• Supplied records
- - - -
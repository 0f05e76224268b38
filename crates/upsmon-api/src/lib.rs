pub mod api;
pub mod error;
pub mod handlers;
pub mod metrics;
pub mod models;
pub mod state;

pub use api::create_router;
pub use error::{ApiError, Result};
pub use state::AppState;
- - - -
Print each entry exactly as it appears above.

• Output for this task
repository 0f05e76224268b38
filename crates/upsmon-api/src/lib.rs
pub mod api;
pub mod error;
pub mod handlers;
pub mod metrics;
pub mod models;
pub mod state;

pub use api::create_router;
pub use error::{ApiError, Result};
pub use state::AppState;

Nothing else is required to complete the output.